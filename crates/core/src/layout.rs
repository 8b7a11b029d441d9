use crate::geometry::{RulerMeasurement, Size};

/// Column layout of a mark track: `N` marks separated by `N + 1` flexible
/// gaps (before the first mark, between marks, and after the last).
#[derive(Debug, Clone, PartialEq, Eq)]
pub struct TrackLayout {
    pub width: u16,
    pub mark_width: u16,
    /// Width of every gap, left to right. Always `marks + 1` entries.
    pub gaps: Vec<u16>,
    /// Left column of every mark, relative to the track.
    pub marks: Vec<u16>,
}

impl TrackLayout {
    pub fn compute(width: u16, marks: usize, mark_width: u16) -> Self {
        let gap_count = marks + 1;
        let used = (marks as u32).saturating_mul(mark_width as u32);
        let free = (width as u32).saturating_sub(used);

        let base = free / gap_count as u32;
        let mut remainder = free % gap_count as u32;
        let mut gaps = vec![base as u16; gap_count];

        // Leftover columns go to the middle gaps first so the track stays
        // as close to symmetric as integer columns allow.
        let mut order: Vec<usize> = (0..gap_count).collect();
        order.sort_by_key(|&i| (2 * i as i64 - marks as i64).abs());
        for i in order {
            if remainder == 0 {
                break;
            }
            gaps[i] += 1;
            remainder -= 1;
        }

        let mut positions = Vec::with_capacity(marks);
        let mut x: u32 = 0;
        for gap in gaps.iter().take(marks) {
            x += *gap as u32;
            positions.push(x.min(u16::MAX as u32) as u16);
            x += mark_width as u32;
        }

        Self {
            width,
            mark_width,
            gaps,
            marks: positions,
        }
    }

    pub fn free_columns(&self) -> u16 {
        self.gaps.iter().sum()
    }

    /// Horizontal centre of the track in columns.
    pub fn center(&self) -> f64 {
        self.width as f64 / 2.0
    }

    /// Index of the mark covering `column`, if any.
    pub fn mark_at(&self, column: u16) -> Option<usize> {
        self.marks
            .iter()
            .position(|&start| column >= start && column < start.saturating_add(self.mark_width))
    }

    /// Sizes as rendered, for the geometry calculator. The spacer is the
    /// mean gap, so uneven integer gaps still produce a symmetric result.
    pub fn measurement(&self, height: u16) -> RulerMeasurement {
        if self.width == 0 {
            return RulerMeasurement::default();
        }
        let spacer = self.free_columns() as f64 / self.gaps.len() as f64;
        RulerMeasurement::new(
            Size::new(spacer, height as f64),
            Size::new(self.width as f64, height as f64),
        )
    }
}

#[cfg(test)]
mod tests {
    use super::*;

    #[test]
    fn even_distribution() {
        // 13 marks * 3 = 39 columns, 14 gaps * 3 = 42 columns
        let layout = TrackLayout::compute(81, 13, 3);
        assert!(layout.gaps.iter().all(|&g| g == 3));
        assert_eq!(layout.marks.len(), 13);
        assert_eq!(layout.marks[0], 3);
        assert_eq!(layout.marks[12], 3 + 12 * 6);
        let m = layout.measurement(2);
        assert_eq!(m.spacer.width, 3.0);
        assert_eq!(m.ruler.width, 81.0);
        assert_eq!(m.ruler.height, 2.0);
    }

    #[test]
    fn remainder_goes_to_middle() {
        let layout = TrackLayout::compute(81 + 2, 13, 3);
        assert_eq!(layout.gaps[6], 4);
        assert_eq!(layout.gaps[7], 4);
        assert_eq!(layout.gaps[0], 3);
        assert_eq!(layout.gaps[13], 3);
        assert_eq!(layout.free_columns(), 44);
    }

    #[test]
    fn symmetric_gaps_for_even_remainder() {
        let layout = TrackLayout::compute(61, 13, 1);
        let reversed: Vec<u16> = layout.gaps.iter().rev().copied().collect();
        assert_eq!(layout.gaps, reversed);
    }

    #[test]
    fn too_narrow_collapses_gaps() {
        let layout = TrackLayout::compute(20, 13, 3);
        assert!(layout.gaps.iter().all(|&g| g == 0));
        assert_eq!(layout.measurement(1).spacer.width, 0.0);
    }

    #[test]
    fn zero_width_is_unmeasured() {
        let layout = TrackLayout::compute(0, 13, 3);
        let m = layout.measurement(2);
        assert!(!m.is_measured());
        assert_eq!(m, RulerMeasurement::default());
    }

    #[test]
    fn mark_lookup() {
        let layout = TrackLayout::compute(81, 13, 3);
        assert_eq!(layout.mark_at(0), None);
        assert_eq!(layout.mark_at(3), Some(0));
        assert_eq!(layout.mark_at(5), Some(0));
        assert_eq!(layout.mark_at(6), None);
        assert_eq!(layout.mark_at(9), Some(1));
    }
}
■ ■ ■
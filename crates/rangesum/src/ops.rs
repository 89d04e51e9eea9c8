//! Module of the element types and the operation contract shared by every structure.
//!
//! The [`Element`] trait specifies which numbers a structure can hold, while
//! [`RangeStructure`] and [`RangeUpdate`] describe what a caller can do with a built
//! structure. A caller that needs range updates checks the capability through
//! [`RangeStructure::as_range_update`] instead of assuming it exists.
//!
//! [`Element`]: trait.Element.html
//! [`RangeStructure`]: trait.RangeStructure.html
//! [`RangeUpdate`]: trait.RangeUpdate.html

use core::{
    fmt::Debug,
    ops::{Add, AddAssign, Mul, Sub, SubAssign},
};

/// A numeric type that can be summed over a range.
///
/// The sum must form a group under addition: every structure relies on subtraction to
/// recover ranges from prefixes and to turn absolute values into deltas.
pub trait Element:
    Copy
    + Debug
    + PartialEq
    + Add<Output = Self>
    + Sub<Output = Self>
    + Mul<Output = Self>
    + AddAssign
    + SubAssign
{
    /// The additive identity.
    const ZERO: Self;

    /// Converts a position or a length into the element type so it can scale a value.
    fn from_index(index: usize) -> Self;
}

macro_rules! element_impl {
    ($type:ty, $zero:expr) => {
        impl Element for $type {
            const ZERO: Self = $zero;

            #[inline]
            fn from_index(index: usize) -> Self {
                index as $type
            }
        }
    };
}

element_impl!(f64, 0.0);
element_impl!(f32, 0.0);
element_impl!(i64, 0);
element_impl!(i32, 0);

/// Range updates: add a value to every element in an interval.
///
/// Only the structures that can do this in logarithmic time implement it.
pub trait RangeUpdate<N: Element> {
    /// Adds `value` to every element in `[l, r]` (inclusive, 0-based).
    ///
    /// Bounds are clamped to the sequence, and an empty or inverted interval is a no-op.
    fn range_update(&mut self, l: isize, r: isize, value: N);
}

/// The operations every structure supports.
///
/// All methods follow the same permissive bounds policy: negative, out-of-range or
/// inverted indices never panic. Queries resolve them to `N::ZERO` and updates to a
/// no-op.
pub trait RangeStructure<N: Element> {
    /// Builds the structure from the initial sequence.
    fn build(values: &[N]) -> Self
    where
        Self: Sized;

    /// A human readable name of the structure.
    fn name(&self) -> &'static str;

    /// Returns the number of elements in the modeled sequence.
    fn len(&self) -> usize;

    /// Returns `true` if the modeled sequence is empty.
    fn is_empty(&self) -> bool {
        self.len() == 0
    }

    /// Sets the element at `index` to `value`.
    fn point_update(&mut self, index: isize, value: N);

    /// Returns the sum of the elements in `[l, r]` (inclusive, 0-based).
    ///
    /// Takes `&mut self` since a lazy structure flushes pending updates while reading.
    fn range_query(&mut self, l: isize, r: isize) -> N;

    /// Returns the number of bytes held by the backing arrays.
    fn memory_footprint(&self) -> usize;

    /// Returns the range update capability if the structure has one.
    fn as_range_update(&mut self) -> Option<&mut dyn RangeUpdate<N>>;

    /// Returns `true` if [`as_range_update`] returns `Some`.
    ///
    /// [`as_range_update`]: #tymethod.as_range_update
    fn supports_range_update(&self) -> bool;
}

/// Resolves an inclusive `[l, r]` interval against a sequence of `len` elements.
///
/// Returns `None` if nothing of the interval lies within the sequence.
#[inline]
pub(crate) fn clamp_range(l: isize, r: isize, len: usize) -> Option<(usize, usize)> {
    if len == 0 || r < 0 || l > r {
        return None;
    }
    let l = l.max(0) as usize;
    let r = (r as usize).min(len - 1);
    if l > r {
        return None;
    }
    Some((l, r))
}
■ ■ ■
Tell me how many lines in the records above include the word "PartialEq"; the number is all that is needed.

**REPLY:**
2